_Stored data:_
== Segment start ==

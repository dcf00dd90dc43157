//! Segment Stitch CLI
//!
//! Stitches segmented tiles into the final segmentation, computes requested
//! statistics, uploads the result and removes the intermediates.

use anyhow::{Context, Result};
use clap::Parser;
use std::path::PathBuf;
use tracing_subscriber::{fmt, prelude::*, EnvFilter};

use segment_stitch::{build_runtime, peak_rss_kb, run_stitch, DocumentLocation, Settings, StitchConfig};

#[derive(Parser, Debug)]
#[command(name = "segment-stitch")]
#[command(about = "Stitch segmented tiles into one segmentation and publish it", long_about = None)]
struct Cli {
    /// Bucket to use
    #[arg(long)]
    bucket: String,

    /// Path in --bucket to use as input file
    #[arg(long)]
    infile: String,

    /// Path in --bucket to use as output file (.kea)
    #[arg(long)]
    outfile: String,

    /// Unique prefix the tiles were saved with
    #[arg(long)]
    tileprefix: String,

    /// Name of the preparation state in --bucket
    #[arg(long)]
    pickle: String,

    /// Tile overlap in pixels
    #[arg(long)]
    overlapsize: u32,

    /// Aggregate statistics request as bucket:path/in/bucket.json. Contents
    /// must be a list of [img, band, statsSelection] tuples
    #[arg(long)]
    stats: Option<DocumentLocation>,

    /// Spatial statistics request as bucket:path/in/bucket.json. Contents must
    /// be a list of [img, band, [[colName, colType], ...], userFunc, param]
    /// tuples
    #[arg(long)]
    spatialstats: Option<DocumentLocation>,

    /// Don't calculate raster statistics, colour table or overviews
    #[arg(long)]
    nogdalstats: bool,

    /// Don't remove tiles and documents from the bucket (for debugging)
    #[arg(long)]
    noremove: bool,

    /// Number of read workers used while calculating stats
    #[arg(long, default_value_t = 0)]
    statsreadworkers: usize,

    /// Timeout in seconds applied to all four statistics buffer operations
    #[arg(long)]
    readworkerstimeouts: Option<u64>,

    /// Settings file (YAML or JSON)
    #[arg(long)]
    settings: Option<PathBuf>,

    /// Tokio worker threads (default: number of cores)
    #[arg(long)]
    worker_threads: Option<usize>,
}

impl Cli {
    fn into_config(self) -> Result<(StitchConfig, Option<usize>)> {
        let settings = match &self.settings {
            Some(path) => Settings::from_file(path)
                .with_context(|| format!("Failed to load settings from {}", path.display()))?,
            None => Settings::default(),
        };

        let config = StitchConfig {
            bucket: self.bucket,
            infile: self.infile,
            outfile: self.outfile,
            tile_prefix: self.tileprefix,
            state_key: self.pickle,
            overlap_size: self.overlapsize,
            stats: self.stats,
            spatial_stats: self.spatialstats,
            skip_default_stats: self.nogdalstats,
            keep_intermediates: self.noremove,
            stats_read_workers: self.statsreadworkers,
            read_worker_timeouts: self.readworkerstimeouts,
            settings,
        };
        Ok((config, self.worker_threads))
    }
}

fn main() -> Result<()> {
    // Initialize logging
    tracing_subscriber::registry()
        .with(fmt::layer())
        .with(EnvFilter::from_default_env().add_directive(tracing::Level::INFO.into()))
        .init();

    let cli = Cli::parse();
    let (config, worker_threads) = cli.into_config()?;

    let runtime = build_runtime(worker_threads)?;
    let outcome = runtime.block_on(async { run_stitch(config).await })?;
    tracing::debug!("Outcome: {:?}", outcome);

    println!("Max Mem Usage {}", peak_rss_kb());
    Ok(())
}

== Segment end ==

_EXERCISE:_ For every line above with the word "EnvFilter" in it, make a copy.

_TASK OUTPUT:_
use tracing_subscriber::{fmt, prelude::*, EnvFilter};
        .with(EnvFilter::from_default_env().add_directive(tracing::Level::INFO.into()))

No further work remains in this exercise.